Rabbi Moshe Meiselman | |
---|---|
Position | Rosh yeshiva |
Yeshiva | Yeshiva Toras Moshe |
Began | 1982 |
Other | Founder and Dean of Academic Affairs, Yeshiva University of Los Angeles |
Personal details | |
Birth name | Moshe Meiselman |
Born | March 14, 1942 Montgomery, Alabama, U.S. |
Father | Harry Meiselman |
Mother | Shulamit Soloveitchik |
Spouse | Rivkah Leah Eichenstein |
Alma mater |
Boston Latin Harvard University Massachusetts Institute of Technology |
Moshe Meiselman is an American-born Orthodox rabbi and rosh yeshiva (dean) of Yeshiva Toras Moshe in Jerusalem, which he established in 1982. He also founded and served as principal of Yeshiva University of Los Angeles (YULA) from 1977 to 1982. He is a descendant of the Lithuanian Jewish Soloveitchik rabbinic dynasty.
Meiselman was born to Harry Meiselman, a dental surgeon, and Shulamit Soloveitchik, a teacher and Jewish school principal who attended New York University and Radcliffe College. On his mother's side, he is a descendant of the Soloveitchik rabbinic dynasty. His maternal grandfather was Rabbi Moshe Soloveichik and his maternal great-grandfather was Rabbi Chaim Soloveitchik, known as Reb Chaim Brisker. His mother, Shulamit, authored the book The Soloveitchik Heritage: A Daughter's Memoir (1995). Meiselman was a nephew of Rabbi Dr. Joseph B. Soloveitchik, rosh yeshiva of R.I.E.T.S., with whom, according to Meiselman, he had study sessions on a near daily basis from the time he was 18 until he was 29 years old .
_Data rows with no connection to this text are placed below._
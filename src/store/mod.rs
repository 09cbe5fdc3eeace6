//! Data access for every page of the site.
//!
//! Handlers only talk to the [`Store`] trait. [`PgStore`] runs the real
//! queries; [`MemoryStore`] answers the same calls from fixture data.

pub mod memory;
pub mod models;
pub mod postgres;

use async_trait::async_trait;

pub use memory::MemoryStore;
pub use models::*;
pub use postgres::PgStore;

#[async_trait]
pub trait Store: Send + Sync {
    async fn dashboard_counts(&self) -> anyhow::Result<DashboardCounts>;

    /// First `limit` routines ordered by id.
    async fn recent_routines(&self, limit: i64) -> anyhow::Result<Vec<RoutineSummary>>;

    /// All products ordered by name.
    async fn products(&self) -> anyhow::Result<Vec<ProductRow>>;

    async fn quiz_questions(&self) -> anyhow::Result<Vec<QuizQuestion>>;

    /// Options ordered by question, then option id.
    async fn quiz_options(&self) -> anyhow::Result<Vec<QuizOption>>;

    /// Score of every existing option among `option_ids`, one entry per option.
    async fn option_scores(&self, option_ids: &[i32]) -> anyhow::Result<Vec<Option<i32>>>;

    async fn user_skin_type(&self, user_id: i32) -> anyhow::Result<Option<i32>>;

    /// Products whose rule interval contains `total` and whose rule type is
    /// NULL or equal to `type_id`.
    async fn recommendations(
        &self,
        total: i64,
        type_id: Option<i32>,
    ) -> anyhow::Result<Vec<RecommendedProduct>>;

    /// Appointments ordered by date and time.
    async fn appointments(&self) -> anyhow::Result<Vec<AppointmentRow>>;

    async fn user_directory(&self) -> anyhow::Result<Vec<NamedRef>>;

    async fn dermatologists(&self) -> anyhow::Result<Vec<NamedRef>>;

    /// Case-insensitive email lookup.
    async fn find_user_by_email(&self, email: &str) -> anyhow::Result<Option<UserCredentials>>;
}
//! Error types for Folio core operations.
//!
//! This module defines the error hierarchy for all core operations.
//! Errors are descriptive at the core level; the caller (route layer or CLI)
//! maps these to user-facing messages and status codes.
//!
//! Absence of a record is not an error here: lookups return `Option`.

use thiserror::Error;

/// Result type alias for Folio operations.
pub type Result<T> = std::result::Result<T, FolioError>;

/// Core error type for Folio operations.
#[derive(Debug, Error)]
pub enum FolioError {
    /// Collection file could not be read or written
    #[error("Storage error: {0}")]
    Storage(String),

    /// Data validation error
    #[error("Validation error: {0}")]
    Validation(String),

    /// Resource not found
    #[error("Not found: {0}")]
    NotFound(String),

    /// Invalid user input
    #[error("Invalid input: {0}")]
    InvalidInput(String),

    /// Hashing or signing failure
    #[error("Crypto error: {0}")]
    Crypto(String),

    /// Missing or invalid boot-time configuration
    #[error("Configuration error: {0}")]
    Config(String),

    /// Session token is past its expiry
    #[error("Token has expired")]
    ExpiredToken,

    /// Session token is malformed or its signature does not match
    #[error("Invalid token: {0}")]
    InvalidToken(String),

    /// Session token was issued for an older token version
    #[error("Token has been invalidated")]
    RevokedToken,

    /// Session token refers to an account that no longer exists
    #[error("Subject not found: {0}")]
    SubjectNotFound(String),
}

impl FolioError {
    /// Whether retrying the same operation may succeed.
    pub fn is_retryable(&self) -> bool {
        matches!(self, FolioError::Storage(_))
    }

    /// Whether this error rejects a session token.
    pub fn is_auth_failure(&self) -> bool {
        matches!(
            self,
            FolioError::ExpiredToken
                | FolioError::InvalidToken(_)
                | FolioError::RevokedToken
                | FolioError::SubjectNotFound(_)
        )
    }
}

impl From<std::io::Error> for FolioError {
    fn from(err: std::io::Error) -> Self {
        FolioError::Storage(err.to_string())
    }
}

impl From<serde_json::Error> for FolioError {
    fn from(err: serde_json::Error) -> Self {
        FolioError::Validation(err.to_string())
    }
}
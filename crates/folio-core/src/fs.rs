//! Filesystem utilities for atomic snapshot writes.

use std::fs;
use std::fs::OpenOptions;
use std::io::{self, Write};
use std::path::Path;

use uuid::Uuid;

use crate::error::{FolioError, Result};

/// Atomically rename a file, with fallback for platforms where rename fails if target exists.
///
/// On some platforms (notably Windows), `fs::rename` fails if the destination already exists.
/// This function handles that case by removing the destination first and retrying.
///
/// If the rename ultimately fails, the temp file is cleaned up.
pub fn rename_with_fallback(temp_path: &Path, destination: &Path) -> io::Result<()> {
    if let Err(initial_err) = fs::rename(temp_path, destination) {
        let _ = fs::remove_file(destination);
        fs::rename(temp_path, destination).map_err(|retry_err| {
            let _ = fs::remove_file(temp_path);
            io::Error::new(
                retry_err.kind(),
                format!(
                    "Atomic rename failed (initial: {}, retry: {})",
                    initial_err, retry_err
                ),
            )
        })?;
    }
    Ok(())
}

/// Replace `path` with `data` so readers see either the old or the new contents.
///
/// The data is written to a uniquely named sibling temp file, synced, then
/// renamed over the destination.
pub fn write_atomic(path: &Path, data: &[u8]) -> Result<()> {
    let parent = path
        .parent()
        .ok_or_else(|| FolioError::Storage("Invalid snapshot path".to_string()))?;
    let filename = path
        .file_name()
        .and_then(|name| name.to_str())
        .ok_or_else(|| FolioError::Storage("Invalid snapshot filename".to_string()))?;
    let temp_path = parent.join(format!(".{}.{}.tmp", filename, Uuid::new_v4().simple()));

    let mut file = OpenOptions::new()
        .write(true)
        .create_new(true)
        .open(&temp_path)
        .map_err(|e| FolioError::Storage(format!("Temp file create failed: {}", e)))?;

    let written = file
        .write_all(data)
        .and_then(|_| file.sync_all())
        .map_err(|e| FolioError::Storage(format!("Temp file write failed: {}", e)));
    drop(file);
    if let Err(err) = written {
        let _ = fs::remove_file(&temp_path);
        return Err(err);
    }

    rename_with_fallback(&temp_path, path)
        .map_err(|e| FolioError::Storage(format!("Atomic rename failed: {}", e)))
}
use clap::{Args, Parser, Subcommand};
use clap_complete::Shell;

use folio_core::VERSION;

/// Folio - admin backend tooling for the portfolio site
#[derive(Parser)]
#[command(name = "folio")]
#[command(author, version = VERSION, about, long_about = None)]
#[command(propagate_version = true)]
pub struct Cli {
    /// Directory holding the collection files
    #[arg(short, long, global = true, env = "FOLIO_STORE")]
    pub store: Option<String>,

    /// Config file path
    #[arg(long, global = true, env = "FOLIO_CONFIG")]
    pub config: Option<String>,

    #[command(subcommand)]
    pub command: Commands,

    /// Quiet mode (minimal output)
    #[arg(short, long, global = true)]
    pub quiet: bool,

    /// Verbose logging to stderr
    #[arg(short, long, global = true)]
    pub verbose: bool,
}

#[derive(Subcommand)]
pub enum Commands {
    /// Create the store and seed the bootstrap admin
    Init,

    /// Log in and print a session token
    Login(LoginArgs),

    /// Show the admin a session token belongs to
    Whoami(WhoamiArgs),

    /// Change the admin password and sign out every existing session
    Passwd(PasswdArgs),

    /// Show dashboard statistics
    Stats(StatsArgs),

    /// List collections and their record counts
    Collections,

    /// Query a collection
    Find(FindArgs),

    /// Generate shell completions
    Completions {
        /// Shell to generate completions for
        #[arg(value_enum)]
        shell: Shell,
    },
}

/// Arguments for the `login` command
#[derive(Args)]
pub struct LoginArgs {
    /// Admin email
    #[arg(long)]
    pub email: String,

    /// Password (prompted when omitted)
    #[arg(long)]
    pub password: Option<String>,

    /// Output the full session as JSON
    #[arg(long)]
    pub json: bool,
}

/// Arguments for the `whoami` command
#[derive(Args)]
pub struct WhoamiArgs {
    /// Session token
    #[arg(long, env = "FOLIO_TOKEN")]
    pub token: String,

    /// Output as JSON
    #[arg(long)]
    pub json: bool,
}

/// Arguments for the `passwd` command
#[derive(Args)]
pub struct PasswdArgs {
    /// Session token
    #[arg(long, env = "FOLIO_TOKEN")]
    pub token: String,

    /// Current password (prompted when omitted)
    #[arg(long)]
    pub current: Option<String>,

    /// New password (prompted when omitted)
    #[arg(long)]
    pub new: Option<String>,
}

/// Arguments for the `stats` command
#[derive(Args)]
pub struct StatsArgs {
    /// Output as JSON
    #[arg(long)]
    pub json: bool,
}

/// Arguments for the `find` command
#[derive(Args)]
pub struct FindArgs {
    /// Collection name
    #[arg(value_name = "COLLECTION")]
    pub collection: String,

    /// Equality condition (repeatable); values parse as JSON when possible
    #[arg(short, long = "where", value_name = "FIELD=VALUE")]
    pub conditions: Vec<String>,

    /// Sort by field
    #[arg(long, value_name = "FIELD")]
    pub sort: Option<String>,

    /// Sort descending
    #[arg(long, requires = "sort")]
    pub desc: bool,

    /// Limit number of results (0 means no limit)
    #[arg(long)]
    pub limit: Option<usize>,

    /// Output as JSON
    #[arg(long)]
    pub json: bool,
}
Meiselman graduated from high school at the Boston Latin School and then went on to attend Harvard University (the undergraduate school which all three of Soloveitchik's children and his American grandchildren attended) and the Massachusetts Institute of Technology. In the latter institution, he studied under Dr Donald Werner Anderson and earned his doctorate in mathematics in 1967 with the thesis "The Operation Ring for Connective K-Theory". While Meiselman's sole formal education (including high school through post-graduate school) took place at secular institutions, rather than Yeshivot, Meiselman's students report that was strong in his haredi viewpoint even at this young age. They report that he would often debate teachers of philosophy on points of religion, stressing his strong religious views in an extremely secular environment.